For years, the 36-year-old Witt has pursued an expensive legal battle to keep portions of her Stasi files that would have personal details about her blacked out from being made public. "I don't want that people read through my life," she says, reasonably enough. In the 1994 autobiography that recounted how she captivated audiences at the 1984 and 1988 Olympics, she quoted extensively from her files, although maintaining that some of it - such as information about her love life - was invented. However, she nonetheless reported the information in her book. Witt told reviewers of her book that "I didn't tell everything, but most of it."


That prompted questions from journalists who wondered why, if she was willing to partially disclose the files to sell her book, she wouldn't release all of the material that wasn't of a personal nature but would lay to rest rumors that she had spied for the Stasi.

When ABC News asked last year why she didn't "open the files and settle it once and for all," Witt bristled. "Yeah, but why? Why? Tell me why," she complained. "You know, why do I always have to sit here, now, with my back against the wall explaining myself, explaining my past. I give my soul on the ice, but there are some things ... I need to protect."

Now we are finally getting an inkling of what she was trying to protect. The Stasi files reveal that in late October 1989, only two weeks before the fall of the Berlin Wall, the "ice princess" told her Stasi handlers in their last meeting: "Had I not had you and your generous support, my success would not have as great as it has become." The Stasi report concluded that "Katarina Witt declared that she has to thank our state and our party for everything that she is. She will never disappoint our state or turn her back on it."

Witt denies that she collaborated with the Stasi, but her protestations would be more credible if her comments about Communism since its collapse weren't so troubling. She did claim to be shocked upon learning she had been under constant surveillance, but the London Times noted "she failed to execute the neat-about-turn" made by other East Germans who thrived under Communism. In the early 1990s, she declared that "I cannot make any complaints" about life in East Germany and that "life under communism wasn't so bad." Amazingly, she maintained that the Stasi had only "been doing their duty." This about a spying empire that had 91,000 full-time employees and had so many informal snoops that it was the most powerful secret police force in the world in relation to population. The Stasi imprisoned thousands of people and was found to have murdered dissidents through radiation poisoning.

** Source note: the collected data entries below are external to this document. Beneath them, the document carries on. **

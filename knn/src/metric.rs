use std::{fmt, str::FromStr};

use crate::{FeatureVector, KnnErr};

/// Cosine distance reported when either vector has zero magnitude.
pub const MAX_COSINE_DISTANCE: f64 = 2.0;

/// Dissimilarity between two feature vectors, smaller means more similar.
#[derive(Debug, Clone, Copy, PartialEq, Eq, Hash, Default)]
pub enum DistanceMetric {
    /// `sqrt(sum((a_i - b_i)^2))`
    #[default]
    Euclidean,
    /// `1 - dot(a, b) / (|a| * |b|)`
    Cosine,
}

impl DistanceMetric {
    pub const ALL: [DistanceMetric; 2] = [DistanceMetric::Euclidean, DistanceMetric::Cosine];

    /// The canonical, lowercase name of the metric.
    pub fn name(self) -> &'static str {
        match self {
            DistanceMetric::Euclidean => "euclidean",
            DistanceMetric::Cosine => "cosine",
        }
    }

    /// Computes the distance between `a` and `b`.
    ///
    /// # Panics
    /// If `a` and `b` have different lengths.
    pub fn distance(self, a: FeatureVector<'_>, b: FeatureVector<'_>) -> f64 {
        assert_eq!(
            a.len(),
            b.len(),
            "distance between vectors of different dimension"
        );

        match self {
            DistanceMetric::Euclidean => euclidean(a, b),
            DistanceMetric::Cosine => cosine(a, b),
        }
    }
}

fn euclidean(a: FeatureVector<'_>, b: FeatureVector<'_>) -> f64 {
    a.iter()
        .zip(b.iter())
        .map(|(&x, &y)| {
            let diff = f64::from(x) - f64::from(y);
            diff * diff
        })
        .sum::<f64>()
        .sqrt()
}

fn cosine(a: FeatureVector<'_>, b: FeatureVector<'_>) -> f64 {
    let (dot, norm_a, norm_b) =
        a.iter()
            .zip(b.iter())
            .fold((0.0, 0.0, 0.0), |(dot, na, nb), (&x, &y)| {
                let (x, y) = (f64::from(x), f64::from(y));
                (dot + x * y, na + x * x, nb + y * y)
            });

    if norm_a == 0.0 || norm_b == 0.0 {
        return MAX_COSINE_DISTANCE;
    }

    let similarity = dot / (norm_a.sqrt() * norm_b.sqrt());
    (1.0 - similarity).clamp(0.0, MAX_COSINE_DISTANCE)
}

impl fmt::Display for DistanceMetric {
    fn fmt(&self, f: &mut fmt::Formatter<'_>) -> fmt::Result {
        f.write_str(self.name())
    }
}

/// Selects a metric by any non-empty, case-insensitive prefix of its name.
impl FromStr for DistanceMetric {
    type Err = KnnErr;

    fn from_str(s: &str) -> Result<Self, Self::Err> {
        let prefix = s.to_ascii_lowercase();
        if prefix.is_empty() {
            return Err(KnnErr::InvalidMetric(s.to_string()));
        }

        let mut matches = Self::ALL
            .into_iter()
            .filter(|metric| metric.name().starts_with(&prefix));

        match (matches.next(), matches.next()) {
            (Some(metric), None) => Ok(metric),
            _ => Err(KnnErr::InvalidMetric(s.to_string())),
        }
    }
}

Such comments led crowds to boo her at many of her post-reunification appearances in Germany, but they might have been forgiven if she had retracted them with the passage of time and as further revelations about the East German regime came to light. But just last year, Ms. Witt said, "I will never turn round and say I lived in a horrible country and had a horrible time because the success I have today would never have been possible if I had grown up in the West. All the groundwork was laid in East Germany." I wonder what Western skaters such as Nancy Kerrigan or Kristi Yamaguchi would say to that.

Criticized for her comments, Ms. Witt would now like to draw her own iron curtain across the first 23 years of her life before the Berlin Wall fell. Her official website makes no mention of the words "Communism" or "East Germany." She has become a thriving capitalist, hawking her own line of jewelry on the Home Shopping Network and in 1998 posing nude for Playboy for a reported $750,000.

I certainly understand people wanting to make a buck and having often visited East Germany, I know that people there had to make compromises with their conscience to survive or prosper, and that without having lived under one we can not fully appreciate the pressures a totalitarian can bring.


Witt was indoctrinated in "proper behavior toward enemies of the working class" before her foreign trips and her obedient behavior led the Stasi to note that "considering her age, here political and ideological maturity is well developed." In 1987, Witt was told that if she won a gold medal at the next Olympics she would be allowed to turn professional and become rich. But if she failed, she faced a lifetime of coaching limited to East Germany. No doubt she "did what she had to do." But she doesn't have a right to selectively rewrite history about her role during that time.

Normally, given Germany's strict privacy laws, Witt would have had a strong case in keeping her Stasi files closed. But because she was declared a "beneficiary" of the former Communist states, different rules applied. The partial files released last week show that she and her parents were given private cars, the state gave her a rare passport allowing her to travel to the West at will and she was also allowed to set up her own sporting goods marketing firm.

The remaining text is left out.